Maintainability is an important factor in every software project. The costs of not getting it right run high. In fact, it is estimated that maintainability costs are often 70%-80% of a total project cost.

The main principle of maintainable code is to design loosely-coupled components with small number of connections to other functions. Factors such as solid Object-Oriented Analysis and Design (OOAD) and design patterns impact long term code maintainability.

Diomidis Spinellis [1] lists other important factors that affect maintainability. Among these factors are analyzability, consistency, length of expressions, functions, and methods, locality of dependencies and type checking.

If data abstraction is a policy promoting (among other things) a system’s stability and maintainability, type-checking is the enforcement mechanism. An implementation that takes advantage of a language’s type-checking features will catch erroneous modifications at compile time; an implementation based around loose types or one that circumvents the language’s type system can result in difficult-to-locate runtime errors.

The above statement while valid for stongly-typed languages like Java and C#, is falling short for dynamic languages. The simplicity and the dynamic nature of weakly-typed languages can not only be liberating during initial implementation, but can also have positive impact for long-term maintainability. For example, applications will no longer need big XML configuration files, because changes to the source code will not require recompilation. There are other substantial advantages of weakly typed languages as well [2].
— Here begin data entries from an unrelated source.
//! Autoregressive mixture-density decoder.

use candle_core::{Tensor, D};
use candle_nn::{linear, Linear, Module, VarBuilder};

use crate::encoder::STROKE_FEATURES;
use crate::error::{SketchError, SketchResult};
use crate::lstm::{Direction, LstmLayer, LstmState};
use crate::mixture::BivariateGaussianMixture;

/// Per-step emission parameters and the state after the last step.
#[derive(Debug, Clone)]
pub struct DecoderOutput {
    /// Offset mixture, parameters `[T, B, M]`
    pub mixture: BivariateGaussianMixture,
    /// Pen-state log-probabilities `[T, B, 3]`
    pub q_log_probs: Tensor,
    /// Recurrent state after the final step
    pub state: LstmState,
}

/// Decoder network.
#[derive(Debug, Clone)]
pub struct DecoderRnn {
    init_state: Linear,
    lstm: LstmLayer,
    mixtures: Linear,
    q_head: Linear,
    d_z: usize,
    n_distributions: usize,
}

impl DecoderRnn {
    /// Build the decoder under `vb`.
    pub fn new(
        d_z: usize,
        dec_hidden_size: usize,
        n_distributions: usize,
        vb: VarBuilder,
    ) -> SketchResult<Self> {
        let init_state = linear(d_z, 2 * dec_hidden_size, vb.pp("init_state"))?;
        let lstm = LstmLayer::new(
            d_z + STROKE_FEATURES,
            dec_hidden_size,
            Direction::Forward,
            vb.pp("lstm"),
        )?;
        let mixtures = linear(dec_hidden_size, 6 * n_distributions, vb.pp("mixtures"))?;
        let q_head = linear(dec_hidden_size, 3, vb.pp("q_head"))?;

        Ok(Self {
            init_state,
            lstm,
            mixtures,
            q_head,
            d_z,
            n_distributions,
        })
    }

    /// Number of mixture components
    pub fn n_distributions(&self) -> usize {
        self.n_distributions
    }

    /// Initial `(h, c)` derived from `z`: `split(tanh(W z + b), 2)`.
    pub fn initial_state(&self, z: &Tensor) -> SketchResult<LstmState> {
        let hc = self.init_state.forward(z)?.tanh()?;
        let hc = hc.chunk(2, D::Minus1)?;
        Ok(LstmState::new(hc[0].clone(), hc[1].clone()))
    }

    /// Decode `inputs` (`[T, B, 5 + d_z]`).
    ///
    /// When `state` is `None` the initial state is derived from `z`; sampling
    /// passes the previous step's state back in with `T = 1`.
    pub fn forward(
        &self,
        inputs: &Tensor,
        z: &Tensor,
        state: Option<LstmState>,
    ) -> SketchResult<DecoderOutput> {
        let (_, _, features) = inputs.dims3()?;
        if features != STROKE_FEATURES + self.d_z {
            return Err(SketchError::shape_mismatch(
                format!("[T, B, {}]", STROKE_FEATURES + self.d_z),
                format!("{:?}", inputs.dims()),
            ));
        }

        let state = match state {
            Some(state) => state,
            None => self.initial_state(z)?,
        };
        let (outputs, state) = self.lstm.forward(inputs, state)?;

        let q_log_probs = candle_nn::ops::log_softmax(&self.q_head.forward(&outputs)?, D::Minus1)?;

        let params = self.mixtures.forward(&outputs)?.chunk(6, D::Minus1)?;
        let mixture = BivariateGaussianMixture::new(
            params[0].clone(),
            params[1].clone(),
            params[2].clone(),
            params[3].exp()?,
            params[4].exp()?,
            params[5].tanh()?,
        )?;

        Ok(DecoderOutput {
            mixture,
            q_log_probs,
            state,
        })
    }
}
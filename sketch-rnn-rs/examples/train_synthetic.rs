//! Train Sketch-RNN on procedurally generated spirals and sample from it.
//!
//! Usage:
//!   cargo run --example train_synthetic --release [epochs]
//!
//! With CUDA:
//!   cargo run --example train_synthetic --release --features cuda

use std::time::Instant;

use candle_core::Device;
use rand::{Rng, SeedableRng};
use rand_chacha::ChaCha8Rng;

use sketch_rnn_rs::{SketchRnnConfig, Stroke3, StrokeSplits, Trainer};

fn spiral<R: Rng>(rng: &mut R) -> Vec<Stroke3> {
    let len = rng.gen_range(20..60);
    let turn = rng.gen_range(0.2f32..0.6);
    let growth = rng.gen_range(0.5f32..2.0);
    (0..len)
        .map(|i| {
            let t = i as f32 * turn;
            let r = growth * (1.0 + i as f32 * 0.1);
            let lift = if i % 15 == 14 { 1.0 } else { 0.0 };
            [r * t.cos(), r * t.sin(), lift]
        })
        .collect()
}

fn main() -> anyhow::Result<()> {
    println!("=== Sketch-RNN synthetic training ===\n");

    #[cfg(feature = "cuda")]
    let device = Device::new_cuda(0)?;
    #[cfg(not(feature = "cuda"))]
    let device = Device::Cpu;
    println!("Device: {:?}", device);

    let epochs = std::env::args()
        .nth(1)
        .and_then(|s| s.parse().ok())
        .unwrap_or(5);

    let mut rng = ChaCha8Rng::seed_from_u64(0);
    let splits = StrokeSplits {
        train: (0..256).map(|_| spiral(&mut rng)).collect(),
        valid: (0..32).map(|_| spiral(&mut rng)).collect(),
        test: Vec::new(),
    };

    let mut config = SketchRnnConfig::test();
    config.model.enc_hidden_size = 64;
    config.model.dec_hidden_size = 128;
    config.model.d_z = 16;
    config.model.n_distributions = 5;
    config.training.epochs = epochs;
    config.training.batch_size = 32;
    config.training.save_every_n_epochs = epochs.max(1);
    config.training.show_progress = true;
    config.dataset.max_seq_length = 80;
    config.dataset.min_seq_length = 10;
    config.output_dir = std::env::temp_dir()
        .join("sketch-rnn-synthetic")
        .to_string_lossy()
        .into_owned();

    let mut trainer = Trainer::from_splits(config, &splits, device)?;
    println!(
        "Run {}: {} parameters, {} training sketches\n",
        trainer.run_id(),
        trainer.model().parameter_count(),
        trainer.train_data().len()
    );

    let start = Instant::now();
    let history = trainer.train()?;
    for (epoch, metrics) in history.iter().enumerate() {
        println!(
            "epoch {:>3}: val loss {:.4} (recon {:.4}, kl {:.4})",
            epoch,
            metrics.get("val_avg_loss").unwrap_or(f64::NAN),
            metrics.get("val_avg_reconstruction_loss").unwrap_or(f64::NAN),
            metrics.get("val_avg_kl_loss").unwrap_or(f64::NAN),
        );
    }
    println!("\nTrained in {:.1}s", start.elapsed().as_secs_f64());

    let (orig, decoded) = trainer.sample_one(0, 0.4)?;
    println!(
        "Sample: {} strokes in, {} strokes out",
        orig.len(),
        decoded.len()
    );
    println!("Run directory: {}", trainer.store().run_dir().display());
    Ok(())
}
Let’s take an example. In Groovy the entire language is based on weak types. Some argue that strong type checking at compile time helps more bugs to be caught early in the process. I agree with that in general. But the code simplicity that Groovy brings to the table and the whole notion of merging compile-time and run-time can also be seen as an important factor contributing to its long-term maintainability. According to the classical type checking principle, none of the Groovy code can ever be considered maintainable. I think this principle needs to be revisited for the age of weakly-typed scripting languages. What do you think?